## ENTRIES SUPPLIED:
═══
//! Annual review - counts and durations for a channel's year
//!
//! Buckets videos by normalized type and by month, and adds up live time per
//! category. A live video tagged with several categories contributes its full
//! duration to each of them, so category totals may exceed total live time.

use std::collections::HashSet;

use chrono::Datelike;
use serde::{Deserialize, Serialize};

use super::special::{compute_special_stats_with, SpecialStats};
use super::{round_half_up, ReviewOptions, Tally};
use crate::types::{VideoRecord, VideoType};

/// Video counts per type.
#[derive(Debug, Clone, Copy, Default, PartialEq, Eq, Serialize, Deserialize)]
pub struct VideoCounts {
    pub shorts: i64,
    pub videos: i64,
    pub live: i64,
}

impl VideoCounts {
    /// Count one video of the given type; unrecognized types are ignored.
    pub fn increment(&mut self, kind: VideoType) {
        match kind {
            VideoType::Shorts => self.shorts += 1,
            VideoType::Videos => self.videos += 1,
            VideoType::Live => self.live += 1,
            VideoType::Unrecognized => {}
        }
    }

    pub fn get(&self, kind: VideoType) -> i64 {
        match kind {
            VideoType::Shorts => self.shorts,
            VideoType::Videos => self.videos,
            VideoType::Live => self.live,
            VideoType::Unrecognized => 0,
        }
    }

    pub fn total(&self) -> i64 {
        self.shorts + self.videos + self.live
    }
}

/// Video counts of one month.
#[derive(Debug, Clone, Copy, PartialEq, Eq, Serialize, Deserialize)]
pub struct MonthlyVideoCount {
    /// Month 1-12
    pub month: u32,
    #[serde(flatten)]
    pub counts: VideoCounts,
}

/// Live seconds attributed to a category.
#[derive(Debug, Clone, PartialEq, Eq, Serialize, Deserialize)]
pub struct CategoryTime {
    pub category: String,
    pub seconds: i64,
}

/// Live seconds per category within one month.
#[derive(Debug, Clone, PartialEq, Eq, Serialize, Deserialize)]
#[serde(rename_all = "camelCase")]
pub struct MonthlyCategoryTime {
    /// Month 1-12
    pub month: u32,
    pub category_times: Vec<CategoryTime>,
}

/// A category's slice of the category breakdown.
#[derive(Debug, Clone, PartialEq)]
pub struct CategoryRatio {
    pub category: String,
    /// Hours, rounded to one decimal
    pub hours: f64,
    /// Share of the summed hours, 0-100
    pub percentage: f64,
}

/// General statistics of a review.
#[derive(Debug, Clone, PartialEq, Eq, Serialize, Deserialize)]
#[serde(rename_all = "camelCase")]
pub struct AnnualStats {
    pub video_counts: VideoCounts,
    /// Total live time, rounded to whole hours
    pub total_live_hours: i64,
    /// Distinct calendar days with at least one live video
    pub total_live_days: usize,
    /// Always 12 entries, January first
    pub monthly_video_counts: Vec<MonthlyVideoCount>,
    /// Categories in the order they were first seen
    pub category_time: Vec<CategoryTime>,
    /// Always 12 entries, January first
    pub monthly_category_time: Vec<MonthlyCategoryTime>,
}

impl AnnualStats {
    /// Category breakdown in hours for pie-style summaries.
    ///
    /// Categories are ordered by hours, largest first, with `uncategorized_label`
    /// always last.
    pub fn category_ratio(&self, uncategorized_label: &str) -> Vec<CategoryRatio> {
        let to_hours = |secs: i64| (secs as f64 / 3600.0 * 10.0).round() / 10.0;

        let mut categorized: Vec<(String, f64)> = self
            .category_time
            .iter()
            .filter(|c| c.category != uncategorized_label)
            .map(|c| (c.category.clone(), to_hours(c.seconds)))
            .collect();
        categorized.sort_by(|a, b| b.1.total_cmp(&a.1));

        if let Some(uncategorized) = self
            .category_time
            .iter()
            .find(|c| c.category == uncategorized_label)
        {
            categorized.push((uncategorized.category.clone(), to_hours(uncategorized.seconds)));
        }

        let total: f64 = categorized.iter().map(|(_, hours)| hours).sum();
        categorized
            .into_iter()
            .map(|(category, hours)| CategoryRatio {
                category,
                hours,
                percentage: if total > 0.0 {
                    hours / total * 100.0
                } else {
                    0.0
                },
            })
            .collect()
    }
}

/// Both reports of a review.
#[derive(Debug, Clone, PartialEq, Eq, Serialize, Deserialize)]
pub struct AnnualReview {
    pub stats: AnnualStats,
    pub special: SpecialStats,
}

/// Compute the annual review with days and months cut in UTC.
pub fn compute_annual_review_stats(videos: &[VideoRecord]) -> AnnualReview {
    compute_annual_review_stats_with(videos, &ReviewOptions::default())
}

/// Compute the annual review for a collection of videos.
///
/// Videos of unrecognized type are skipped entirely. Videos whose publish date
/// cannot be parsed count toward type totals, live hours and overall category
/// time, but are left out of every month bucket and of live days.
pub fn compute_annual_review_stats_with(
    videos: &[VideoRecord],
    options: &ReviewOptions,
) -> AnnualReview {
    let mut video_counts = VideoCounts::default();
    let total_live_seconds: i64 = videos
        .iter()
        .filter(|v| v.is_live())
        .map(|v| v.duration_secs())
        .fold(0i64, i64::saturating_add);

    let mut live_days = HashSet::new();
    let mut monthly_counts = [VideoCounts::default(); 12];
    let mut category_seconds: Tally<String> = Tally::default();
    let mut monthly_category_seconds: Vec<Tally<String>> =
        (0..12).map(|_| Tally::default()).collect();
    let mut undated = 0usize;

    for video in videos {
        let kind = video.kind();
        if !kind.is_recognized() {
            continue;
        }

        video_counts.increment(kind);

        let local = video
            .published_at()
            .map(|ts| ts.with_timezone(&options.utc_offset));
        let month_index = local.map(|ts| ts.month0() as usize);
        match month_index {
            Some(i) => monthly_counts[i].increment(kind),
            None => undated += 1,
        }

        if kind == VideoType::Live {
            if let Some(ts) = local {
                live_days.insert(ts.date_naive());
            }

            let duration = video.duration_secs();
            for category in &video.matched_categories {
                category_seconds.add(category, duration);
                if let Some(i) = month_index {
                    monthly_category_seconds[i].add(category, duration);
                }
            }
        }
    }

    if undated > 0 {
        tracing::warn!(
            undated,
            "Videos with unparseable publish dates left out of monthly buckets"
        );
    }

    let monthly_video_counts = monthly_counts
        .iter()
        .zip(1u32..)
        .map(|(counts, month)| MonthlyVideoCount {
            month,
            counts: *counts,
        })
        .collect();

    let category_time = into_category_times(category_seconds);

    let monthly_category_time = monthly_category_seconds
        .into_iter()
        .zip(1u32..)
        .map(|(tally, month)| MonthlyCategoryTime {
            month,
            category_times: into_category_times(tally),
        })
        .collect();

    tracing::debug!(
        videos = videos.len(),
        live = video_counts.live,
        total_live_seconds,
        "Computed annual stats"
    );

    AnnualReview {
        stats: AnnualStats {
            video_counts,
            total_live_hours: round_half_up(total_live_seconds as f64 / 3600.0),
            total_live_days: live_days.len(),
            monthly_video_counts,
            category_time,
            monthly_category_time,
        },
        special: compute_special_stats_with(videos, options),
    }
}

fn into_category_times(tally: Tally<String>) -> Vec<CategoryTime> {
    tally
        .into_entries()
        .into_iter()
        .map(|(category, seconds)| CategoryTime { category, seconds })
        .collect()
}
═══
## WHAT NEEDS TO BE DONE:
Would you print all of the records exactly as they were given?

## TASK RESPONSE:
//! Annual review - counts and durations for a channel's year
//!
//! Buckets videos by normalized type and by month, and adds up live time per
//! category. A live video tagged with several categories contributes its full
//! duration to each of them, so category totals may exceed total live time.

use std::collections::HashSet;

use chrono::Datelike;
use serde::{Deserialize, Serialize};

use super::special::{compute_special_stats_with, SpecialStats};
use super::{round_half_up, ReviewOptions, Tally};
use crate::types::{VideoRecord, VideoType};

/// Video counts per type.
#[derive(Debug, Clone, Copy, Default, PartialEq, Eq, Serialize, Deserialize)]
pub struct VideoCounts {
    pub shorts: i64,
    pub videos: i64,
    pub live: i64,
}

impl VideoCounts {
    /// Count one video of the given type; unrecognized types are ignored.
    pub fn increment(&mut self, kind: VideoType) {
        match kind {
            VideoType::Shorts => self.shorts += 1,
            VideoType::Videos => self.videos += 1,
            VideoType::Live => self.live += 1,
            VideoType::Unrecognized => {}
        }
    }

    pub fn get(&self, kind: VideoType) -> i64 {
        match kind {
            VideoType::Shorts => self.shorts,
            VideoType::Videos => self.videos,
            VideoType::Live => self.live,
            VideoType::Unrecognized => 0,
        }
    }

    pub fn total(&self) -> i64 {
        self.shorts + self.videos + self.live
    }
}

/// Video counts of one month.
#[derive(Debug, Clone, Copy, PartialEq, Eq, Serialize, Deserialize)]
pub struct MonthlyVideoCount {
    /// Month 1-12
    pub month: u32,
    #[serde(flatten)]
    pub counts: VideoCounts,
}

/// Live seconds attributed to a category.
#[derive(Debug, Clone, PartialEq, Eq, Serialize, Deserialize)]
pub struct CategoryTime {
    pub category: String,
    pub seconds: i64,
}

/// Live seconds per category within one month.
#[derive(Debug, Clone, PartialEq, Eq, Serialize, Deserialize)]
#[serde(rename_all = "camelCase")]
pub struct MonthlyCategoryTime {
    /// Month 1-12
    pub month: u32,
    pub category_times: Vec<CategoryTime>,
}

/// A category's slice of the category breakdown.
#[derive(Debug, Clone, PartialEq)]
pub struct CategoryRatio {
    pub category: String,
    /// Hours, rounded to one decimal
    pub hours: f64,
    /// Share of the summed hours, 0-100
    pub percentage: f64,
}

/// General statistics of a review.
#[derive(Debug, Clone, PartialEq, Eq, Serialize, Deserialize)]
#[serde(rename_all = "camelCase")]
pub struct AnnualStats {
    pub video_counts: VideoCounts,
    /// Total live time, rounded to whole hours
    pub total_live_hours: i64,
    /// Distinct calendar days with at least one live video
    pub total_live_days: usize,
    /// Always 12 entries, January first
    pub monthly_video_counts: Vec<MonthlyVideoCount>,
    /// Categories in the order they were first seen
    pub category_time: Vec<CategoryTime>,
    /// Always 12 entries, January first
    pub monthly_category_time: Vec<MonthlyCategoryTime>,
}

impl AnnualStats {
    /// Category breakdown in hours for pie-style summaries.
    ///
    /// Categories are ordered by hours, largest first, with `uncategorized_label`
    /// always last.
    pub fn category_ratio(&self, uncategorized_label: &str) -> Vec<CategoryRatio> {
        let to_hours = |secs: i64| (secs as f64 / 3600.0 * 10.0).round() / 10.0;

        let mut categorized: Vec<(String, f64)> = self
            .category_time
            .iter()
            .filter(|c| c.category != uncategorized_label)
            .map(|c| (c.category.clone(), to_hours(c.seconds)))
            .collect();
        categorized.sort_by(|a, b| b.1.total_cmp(&a.1));

        if let Some(uncategorized) = self
            .category_time
            .iter()
            .find(|c| c.category == uncategorized_label)
        {
            categorized.push((uncategorized.category.clone(), to_hours(uncategorized.seconds)));
        }

        let total: f64 = categorized.iter().map(|(_, hours)| hours).sum();
        categorized
            .into_iter()
            .map(|(category, hours)| CategoryRatio {
                category,
                hours,
                percentage: if total > 0.0 {
                    hours / total * 100.0
                } else {
                    0.0
                },
            })
            .collect()
    }
}

/// Both reports of a review.
#[derive(Debug, Clone, PartialEq, Eq, Serialize, Deserialize)]
pub struct AnnualReview {
    pub stats: AnnualStats,
    pub special: SpecialStats,
}

/// Compute the annual review with days and months cut in UTC.
pub fn compute_annual_review_stats(videos: &[VideoRecord]) -> AnnualReview {
    compute_annual_review_stats_with(videos, &ReviewOptions::default())
}

/// Compute the annual review for a collection of videos.
///
/// Videos of unrecognized type are skipped entirely. Videos whose publish date
/// cannot be parsed count toward type totals, live hours and overall category
/// time, but are left out of every month bucket and of live days.
pub fn compute_annual_review_stats_with(
    videos: &[VideoRecord],
    options: &ReviewOptions,
) -> AnnualReview {
    let mut video_counts = VideoCounts::default();
    let total_live_seconds: i64 = videos
        .iter()
        .filter(|v| v.is_live())
        .map(|v| v.duration_secs())
        .fold(0i64, i64::saturating_add);

    let mut live_days = HashSet::new();
    let mut monthly_counts = [VideoCounts::default(); 12];
    let mut category_seconds: Tally<String> = Tally::default();
    let mut monthly_category_seconds: Vec<Tally<String>> =
        (0..12).map(|_| Tally::default()).collect();
    let mut undated = 0usize;

    for video in videos {
        let kind = video.kind();
        if !kind.is_recognized() {
            continue;
        }

        video_counts.increment(kind);

        let local = video
            .published_at()
            .map(|ts| ts.with_timezone(&options.utc_offset));
        let month_index = local.map(|ts| ts.month0() as usize);
        match month_index {
            Some(i) => monthly_counts[i].increment(kind),
            None => undated += 1,
        }

        if kind == VideoType::Live {
            if let Some(ts) = local {
                live_days.insert(ts.date_naive());
            }

            let duration = video.duration_secs();
            for category in &video.matched_categories {
                category_seconds.add(category, duration);
                if let Some(i) = month_index {
                    monthly_category_seconds[i].add(category, duration);
                }
            }
        }
    }

    if undated > 0 {
        tracing::warn!(
            undated,
            "Videos with unparseable publish dates left out of monthly buckets"
        );
    }

    let monthly_video_counts = monthly_counts
        .iter()
        .zip(1u32..)
        .map(|(counts, month)| MonthlyVideoCount {
            month,
            counts: *counts,
        })
        .collect();

    let category_time = into_category_times(category_seconds);

    let monthly_category_time = monthly_category_seconds
        .into_iter()
        .zip(1u32..)
        .map(|(tally, month)| MonthlyCategoryTime {
            month,
            category_times: into_category_times(tally),
        })
        .collect();

    tracing::debug!(
        videos = videos.len(),
        live = video_counts.live,
        total_live_seconds,
        "Computed annual stats"
    );

    AnnualReview {
        stats: AnnualStats {
            video_counts,
            total_live_hours: round_half_up(total_live_seconds as f64 / 3600.0),
            total_live_days: live_days.len(),
            monthly_video_counts,
            category_time,
            monthly_category_time,
        },
        special: compute_special_stats_with(videos, options),
    }
}

fn into_category_times(tally: Tally<String>) -> Vec<CategoryTime> {
    tally
        .into_entries()
        .into_iter()
        .map(|(category, seconds)| CategoryTime { category, seconds })
        .collect()
}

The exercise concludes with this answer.